RIP California High School Exit Exam 2006-2017

Beginning with the Class of 2006, students in California public schools were required to pass the California High School Exit Examination (CAHSEE) to demonstrate competency in grade-level skills in reading, writing, and mathematics before they were able to earn a high school diploma. This was after a two year delay from 2004 when it was originally supposed to be implemented.

After thirteen years, state lawmakers proposed a repeal of the law requiring all students to pass an exit exam in order to receive their high school diploma and today, Governor Jerry Brown signed legislation rescinding the controversial exams.

The requirement had been shelved (on suspension) for the last three years but on October 10, 2017 the Governor officially made it a thing of the past.  The test was suspended back in 2015 due to the implementation of common core standards and the incompatibility of the two frameworks. Despite the fact that some lawmakers believed that the test was still needed, it was easily revoked in the last session of the legislature.  
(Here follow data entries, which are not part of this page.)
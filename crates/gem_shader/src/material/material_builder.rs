//! Builder for gem materials
//!
//! Provides a builder pattern API for creating gem materials programmatically,
//! with presets for common gemstones.

use crate::foundation::math::{Vec2, Vec3};

use super::{GemMaterial, MaterialConstants, MaterialError};

/// Builder for creating gem materials
///
/// Unlike setters that clamp, out of range values are kept as given and
/// reported by [`GemMaterialBuilder::build`].
///
/// # Examples
/// ```
/// use gem_shader::material::GemMaterialBuilder;
///
/// let topaz = GemMaterialBuilder::new()
///     .base_color_hex(0xFFC87C)
///     .fresnel_power(2.5)
///     .noise_scale(4.0)
///     .name("Topaz")
///     .build()
///     .unwrap();
/// assert_eq!(topaz.name.as_deref(), Some("Topaz"));
/// ```
#[derive(Debug, Clone, Default)]
pub struct GemMaterialBuilder {
    constants: MaterialConstants,
    name: Option<String>,
}

impl GemMaterialBuilder {
    /// Create a new builder starting from the ruby reference constants
    pub fn new() -> Self {
        Self::default()
    }

    /// Start from existing constants
    pub fn from_constants(constants: MaterialConstants) -> Self {
        Self { constants, name: None }
    }

    /// Set the base color (sRGB)
    pub fn base_color(mut self, color: Vec3) -> Self {
        self.constants.base_color_srgb = color;
        self
    }

    /// Set the base color from sRGB components (0-1 range)
    pub fn base_color_rgb(self, r: f32, g: f32, b: f32) -> Self {
        self.base_color(Vec3::new(r, g, b))
    }

    /// Set the base color from a hex color code
    pub fn base_color_hex(self, hex: u32) -> Self {
        let r = ((hex >> 16) & 0xFF) as f32 / 255.0;
        let g = ((hex >> 8) & 0xFF) as f32 / 255.0;
        let b = (hex & 0xFF) as f32 / 255.0;
        self.base_color(Vec3::new(r, g, b))
    }

    /// Set smoothness (0.0 = rough, 1.0 = mirror)
    pub fn smoothness(mut self, smoothness: f32) -> Self {
        self.constants.smoothness = smoothness;
        self
    }

    /// Set metallic factor
    pub fn metallic(mut self, metallic: f32) -> Self {
        self.constants.metallic = metallic;
        self
    }

    /// Set ambient occlusion factor
    pub fn occlusion(mut self, occlusion: f32) -> Self {
        self.constants.occlusion = occlusion;
        self
    }

    /// Set edge highlight falloff exponent
    pub fn fresnel_power(mut self, power: f32) -> Self {
        self.constants.fresnel_power = power;
        self
    }

    /// Set noise lattice frequency
    pub fn noise_scale(mut self, scale: f32) -> Self {
        self.constants.noise_scale = scale;
        self
    }

    /// Set uv tiling factor
    pub fn uv_tiling(mut self, tiling: f32) -> Self {
        self.constants.uv_tiling = tiling;
        self
    }

    /// Set noise scroll velocity (uv units per second)
    pub fn scroll_speed(mut self, speed: Vec2) -> Self {
        self.constants.scroll_speed = speed;
        self
    }

    /// Set material name for debugging
    pub fn name(mut self, name: impl Into<String>) -> Self {
        self.name = Some(name.into());
        self
    }

    /// Validate and build the final material
    pub fn build(self) -> Result<GemMaterial, MaterialError> {
        if let Err(err) = self.constants.validate() {
            log::warn!(
                "Rejected gem material '{}': {}",
                self.name.as_deref().unwrap_or("<unnamed gem>"),
                err
            );
            return Err(err);
        }

        let material = GemMaterial::new(self.constants);
        Ok(match self.name {
            Some(name) => material.with_name(name),
            None => material,
        })
    }

    // ===== GEM PRESETS =====

    /// Deep red ruby with a tight rim and slow horizontal drift
    pub fn ruby() -> Self {
        Self::from_constants(MaterialConstants::ruby()).name("Ruby")
    }

    /// Green emerald: softer rim, coarser noise drifting diagonally
    pub fn emerald() -> Self {
        Self::new()
            .base_color_rgb(0.05, 0.6, 0.25)
            .smoothness(0.85)
            .fresnel_power(2.0)
            .noise_scale(4.0)
            .uv_tiling(2.0)
            .scroll_speed(Vec2::new(0.05, 0.05))
            .name("Emerald")
    }

    /// Blue sapphire: very sharp rim, fine noise scrolling upward
    pub fn sapphire() -> Self {
        Self::new()
            .base_color_rgb(0.06, 0.2, 0.75)
            .smoothness(0.95)
            .fresnel_power(5.0)
            .noise_scale(8.0)
            .uv_tiling(3.0)
            .scroll_speed(Vec2::new(0.0, 0.15))
            .name("Sapphire")
    }

    /// Purple amethyst: broad rim, slightly rougher facets
    pub fn amethyst() -> Self {
        Self::new()
            .base_color_rgb(0.55, 0.25, 0.7)
            .smoothness(0.75)
            .fresnel_power(1.5)
            .noise_scale(5.0)
            .uv_tiling(2.5)
            .scroll_speed(Vec2::new(-0.08, 0.02))
            .name("Amethyst")
    }

    /// Look up a preset by its lowercase name
    pub fn preset(name: &str) -> Option<Self> {
        match name {
            "ruby" => Some(Self::ruby()),
            "emerald" => Some(Self::emerald()),
            "sapphire" => Some(Self::sapphire()),
            "amethyst" => Some(Self::amethyst()),
            _ => None,
        }
    }

    /// Names accepted by [`GemMaterialBuilder::preset`]
    pub const PRESET_NAMES: [&'static str; 4] = ["ruby", "emerald", "sapphire", "amethyst"];
}

#[cfg(test)]
mod tests {
    use super::*;
    use approx::assert_relative_eq;

    #[test]
    fn test_builder_defaults_to_ruby() {
        let material = GemMaterialBuilder::new().build().unwrap();
        assert_eq!(material.constants, MaterialConstants::ruby());
        assert!(material.name.is_none());
    }

    #[test]
    fn test_hex_color() {
        let material = GemMaterialBuilder::new().base_color_hex(0xFF8000).build().unwrap();
        let color = material.constants.base_color_srgb;
        assert_relative_eq!(color.x, 1.0);
        assert_relative_eq!(color.y, 128.0 / 255.0);
        assert_relative_eq!(color.z, 0.0);
    }

    #[test]
    fn test_build_rejects_invalid_values() {
        let result = GemMaterialBuilder::new().smoothness(1.5).build();
        assert!(matches!(result, Err(MaterialError::OutOfRange { field: "smoothness", .. })));

        let result = GemMaterialBuilder::new().noise_scale(-2.0).build();
        assert!(matches!(result, Err(MaterialError::NotPositive { field: "noise_scale", .. })));
    }

    #[test]
    fn test_all_presets_build() {
        for name in GemMaterialBuilder::PRESET_NAMES {
            let material = GemMaterialBuilder::preset(name)
                .unwrap_or_else(|| panic!("missing preset {name}"))
                .build()
                .unwrap();
            assert_eq!(material.display_name().to_lowercase(), name);
        }
        assert!(GemMaterialBuilder::preset("diamond").is_none());
    }

    #[test]
    fn test_ruby_preset_matches_reference_constants() {
        let ruby = GemMaterialBuilder::ruby().build().unwrap();
        assert_eq!(ruby.constants, MaterialConstants::ruby());
        assert_eq!(ruby.name.as_deref(), Some("Ruby"));
    }
}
The CAHSEE was criticized by many. In 2005, there was an uproar over the impact on special education students who could not meet the CAHSEE requirement and would be blocked from graduating. Initially, students with documented disabilities were granted accommodations in taking the test, but by 2010 the state concluded that students with an Individualized Education Plan (IEP) or Section 504 Plan would be exempt from the requirement to pass the exams in order to receive their diploma.  

*CDE DataQuest

I am glad to see this go, but there were many students who were deprived from participating in their high school graduation ceremonies and other graduation activities because they failed the CAHSEE over the thirteen years the requirement was in place.  And that is, as they say, a bell you cannot unring.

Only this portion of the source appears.